Your answer should be every line of the records that contains the word "collect".

──────────

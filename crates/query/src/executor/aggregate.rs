//! Aggregate executors: whole-table and grouped sum, avg and count.

use alloc::format;
use alloc::string::String;
use alloc::vec;
use alloc::vec::Vec;
use hashbrown::HashMap;
use relq_core::{DataType, Error, Header, Record, Result, Value};
use relq_storage::Table;

/// Aggregate functions.
#[derive(Clone, Copy, Debug, PartialEq, Eq)]
pub enum AggregateFunc {
    Sum,
    Avg,
    Count,
}

impl AggregateFunc {
    /// Name used in errors and scalar result headers.
    pub fn name(&self) -> &'static str {
        match self {
            AggregateFunc::Sum => "sum",
            AggregateFunc::Avg => "avg",
            AggregateFunc::Count => "count",
        }
    }

    /// Name used in grouped result headers.
    pub fn group_name(&self) -> &'static str {
        match self {
            AggregateFunc::Sum => "sumgroup",
            AggregateFunc::Avg => "avggroup",
            AggregateFunc::Count => "countgroup",
        }
    }
}

/// Running sum that stays integral until a float (or an overflow) shows up.
#[derive(Clone, Copy, Debug, PartialEq)]
pub(crate) enum Sum {
    Int(i64),
    Float(f64),
}

impl Sum {
    fn add(self, value: &Value, op: &str) -> Result<Sum> {
        Ok(match (self, value) {
            (Sum::Int(acc), Value::Int(v)) => match acc.checked_add(*v) {
                Some(s) => Sum::Int(s),
                None => Sum::Float(acc as f64 + *v as f64),
            },
            (Sum::Int(acc), Value::Float(v)) => Sum::Float(acc as f64 + v),
            (Sum::Float(acc), Value::Int(v)) => Sum::Float(acc + *v as f64),
            (Sum::Float(acc), Value::Float(v)) => Sum::Float(acc + v),
            (_, Value::Str(_)) => {
                return Err(Error::type_mismatch(op, DataType::Text, DataType::Integer))
            }
        })
    }

    fn as_f64(self) -> f64 {
        match self {
            Sum::Int(v) => v as f64,
            Sum::Float(v) => v,
        }
    }

    fn into_value(self) -> Value {
        match self {
            Sum::Int(v) => Value::Int(v),
            Sum::Float(v) => Value::Float(v),
        }
    }
}

/// Sum and row count of a set of values.
#[derive(Clone, Copy, Debug, PartialEq)]
pub(crate) struct Accumulator {
    sum: Sum,
    count: usize,
}

impl Accumulator {
    pub(crate) fn new() -> Self {
        Self {
            sum: Sum::Int(0),
            count: 0,
        }
    }

    /// Adds a value; text fails with `TypeMismatch` naming `op`.
    pub(crate) fn add(&mut self, value: &Value, op: &str) -> Result<()> {
        self.sum = self.sum.add(value, op)?;
        self.count += 1;
        Ok(())
    }

    /// Counts a row without reading a value.
    fn tally(&mut self) {
        self.count += 1;
    }

    /// Produces the aggregate value. Sum keeps the running sum's type, avg is always
    /// a float, count an integer.
    pub(crate) fn finish(&self, func: AggregateFunc) -> Value {
        match func {
            AggregateFunc::Sum => self.sum.into_value(),
            AggregateFunc::Avg => Value::Float(self.sum.as_f64() / self.count as f64),
            AggregateFunc::Count => Value::Int(self.count as i64),
        }
    }
}

/// Sums `attribute` over all rows into a one-row table headed `sum{attribute}`.
pub fn sum(table: &Table, attribute: &str) -> Result<Table> {
    scalar(table, attribute, AggregateFunc::Sum)
}

/// Averages `attribute` over all rows into a one-row table headed `avg{attribute}`.
pub fn avg(table: &Table, attribute: &str) -> Result<Table> {
    scalar(table, attribute, AggregateFunc::Avg)
}

/// Counts rows into a one-row table headed `count{table_name}`.
pub fn count(table: &Table, table_name: &str) -> Result<Table> {
    Table::with_rows(
        Header::from_names([format!("count{}", table_name)]),
        vec![Record::new(vec![Value::Int(table.len() as i64)])],
    )
}

fn scalar(table: &Table, attribute: &str, func: AggregateFunc) -> Result<Table> {
    let position = table.attribute_position(attribute)?;
    if table.is_empty() {
        return Err(Error::empty_aggregate(func.name()));
    }
    let mut acc = Accumulator::new();
    for record in table.rows() {
        acc.add(&record.values()[position], func.name())?;
    }
    Table::with_rows(
        Header::from_names([format!("{}{}", func.name(), attribute)]),
        vec![Record::new(vec![acc.finish(func)])],
    )
}

/// Grouped aggregate executor.
///
/// Rows are partitioned by the values of the group attributes, taken in header order.
/// One row is emitted per group, in the order groups are first seen, holding the
/// aggregate followed by the group's key values.
pub struct GroupAggregateExecutor {
    func: AggregateFunc,
    attribute: String,
    group_by: Vec<String>,
}

impl GroupAggregateExecutor {
    /// Creates a new grouped aggregate executor.
    pub fn new(func: AggregateFunc, attribute: impl Into<String>, group_by: Vec<String>) -> Self {
        Self {
            func,
            attribute: attribute.into(),
            group_by,
        }
    }

    /// Executes the aggregation on `table`.
    pub fn execute(&self, table: &Table) -> Result<Table> {
        let position = table.attribute_position(&self.attribute)?;
        let group_positions = table.header().subset_positions(self.group_by.as_slice());
        let op = self.func.group_name();

        // Keys are normalized so 1 and 1.0 share a group; output keeps the first-seen values.
        let mut lookup: HashMap<Vec<Value>, usize> = HashMap::new();
        let mut groups: Vec<(Vec<Value>, Accumulator)> = Vec::new();
        for record in table.rows() {
            let key: Vec<Value> = group_positions
                .iter()
                .map(|&p| record.values()[p].to_index_key())
                .collect();
            let slot = *lookup.entry(key).or_insert_with(|| {
                groups.push((record.pick(&group_positions).into_values(), Accumulator::new()));
                groups.len() - 1
            });
            let acc = &mut groups[slot].1;
            match self.func {
                AggregateFunc::Count => acc.tally(),
                _ => acc.add(&record.values()[position], op)?,
            }
        }

        let mut names = vec![format!("{}{}", op, self.attribute)];
        names.extend(table.header().pick(&group_positions).names().iter().cloned());
        let rows = groups
            .into_iter()
            .map(|(key, acc)| {
                let mut values = Vec::with_capacity(key.len() + 1);
                values.push(acc.finish(self.func));
                values.extend(key);
                Record::new(values)
            })
            .collect();
        Table::with_rows(Header::new(names), rows)
    }
}

#[cfg(test)]
mod tests {
    use super::*;
    use relq_storage::codec::parse_table;

    fn group(table: &Table, func: AggregateFunc, attr: &str, groups: &[&str]) -> Result<Table> {
        GroupAggregateExecutor::new(func, attr, groups.iter().map(|g| String::from(*g)).collect())
            .execute(table)
    }

    fn rows(table: &Table) -> Vec<Vec<Value>> {
        table.rows().iter().map(|r| r.values().to_vec()).collect()
    }

    #[test]
    fn test_sum_and_avg() {
        let t = parse_table("id|qty\n1|10\n2|20\n3|15\n").unwrap();

        let s = sum(&t, "qty").unwrap();
        assert_eq!(s.header().names(), &["sumqty"]);
        assert_eq!(rows(&s), vec![vec![Value::Int(45)]]);

        let a = avg(&t, "qty").unwrap();
        assert_eq!(a.header().names(), &["avgqty"]);
        assert_eq!(rows(&a), vec![vec![Value::Float(15.0)]]);
    }

    #[test]
    fn test_scalar_errors() {
        let empty = parse_table("id|qty\n").unwrap();
        assert_eq!(sum(&empty, "qty").unwrap_err(), Error::empty_aggregate("sum"));
        assert_eq!(avg(&empty, "qty").unwrap_err(), Error::empty_aggregate("avg"));
        assert_eq!(sum(&empty, "zzz").unwrap_err(), Error::attribute_not_found("zzz"));

        let text = parse_table("name\nabc\n").unwrap();
        assert_eq!(
            sum(&text, "name").unwrap_err(),
            Error::type_mismatch("sum", DataType::Text, DataType::Integer)
        );
    }

    #[test]
    fn test_count() {
        let t = parse_table("id\n1\n2\n").unwrap();
        let c = count(&t, "R").unwrap();
        assert_eq!(c.header().names(), &["countR"]);
        assert_eq!(rows(&c), vec![vec![Value::Int(2)]]);

        let empty = parse_table("id\n").unwrap();
        assert_eq!(rows(&count(&empty, "E").unwrap()), vec![vec![Value::Int(0)]]);
    }

    #[test]
    fn test_sumgroup_first_seen_order() {
        let t = parse_table("id|qty\n1|10\n1|5\n2|7\n").unwrap();
        let result = group(&t, AggregateFunc::Sum, "qty", &["id"]).unwrap();
        assert_eq!(result.header().names(), &["sumgroupqty", "id"]);
        assert_eq!(
            rows(&result),
            vec![vec![Value::Int(15), Value::Int(1)], vec![Value::Int(7), Value::Int(2)]]
        );
    }

    #[test]
    fn test_group_attributes_in_header_order() {
        let t = parse_table("a|b|qty\nx|1|4\ny|1|2\nx|1|6\nx|2|1\n").unwrap();
        let result = group(&t, AggregateFunc::Avg, "qty", &["b", "a"]).unwrap();
        assert_eq!(result.header().names(), &["avggroupqty", "a", "b"]);
        assert_eq!(
            rows(&result),
            vec![
                vec![Value::Float(5.0), Value::from("x"), Value::Int(1)],
                vec![Value::Float(2.0), Value::from("y"), Value::Int(1)],
                vec![Value::Float(1.0), Value::from("x"), Value::Int(2)],
            ]
        );
    }

    #[test]
    fn test_countgroup() {
        let t = parse_table("a|name\nx|p\ny|q\nx|r\n").unwrap();
        let result = group(&t, AggregateFunc::Count, "name", &["a"]).unwrap();
        assert_eq!(result.header().names(), &["countgroupname", "a"]);
        assert_eq!(
            rows(&result),
            vec![vec![Value::Int(2), Value::from("x")], vec![Value::Int(1), Value::from("y")]]
        );
        assert_eq!(
            group(&t, AggregateFunc::Count, "zzz", &["a"]).unwrap_err(),
            Error::attribute_not_found("zzz")
        );
    }

    #[test]
    fn test_group_over_empty_table() {
        let t = parse_table("a|qty\n").unwrap();
        let result = group(&t, AggregateFunc::Sum, "qty", &["a"]).unwrap();
        assert!(result.is_empty());
        assert_eq!(result.header().names(), &["sumgroupqty", "a"]);
    }

    #[test]
    fn test_int_overflow_promotes_to_float() {
        let mut acc = Accumulator::new();
        acc.add(&Value::Int(i64::MAX), "sum").unwrap();
        acc.add(&Value::Int(1), "sum").unwrap();
        assert!(matches!(acc.finish(AggregateFunc::Sum), Value::Float(_)));
    }
}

──────────

• _The answer_:
                .collect();
            .collect();
        GroupAggregateExecutor::new(func, attr, groups.iter().map(|g| String::from(*g)).collect())
        table.rows().iter().map(|r| r.values().to_vec()).collect()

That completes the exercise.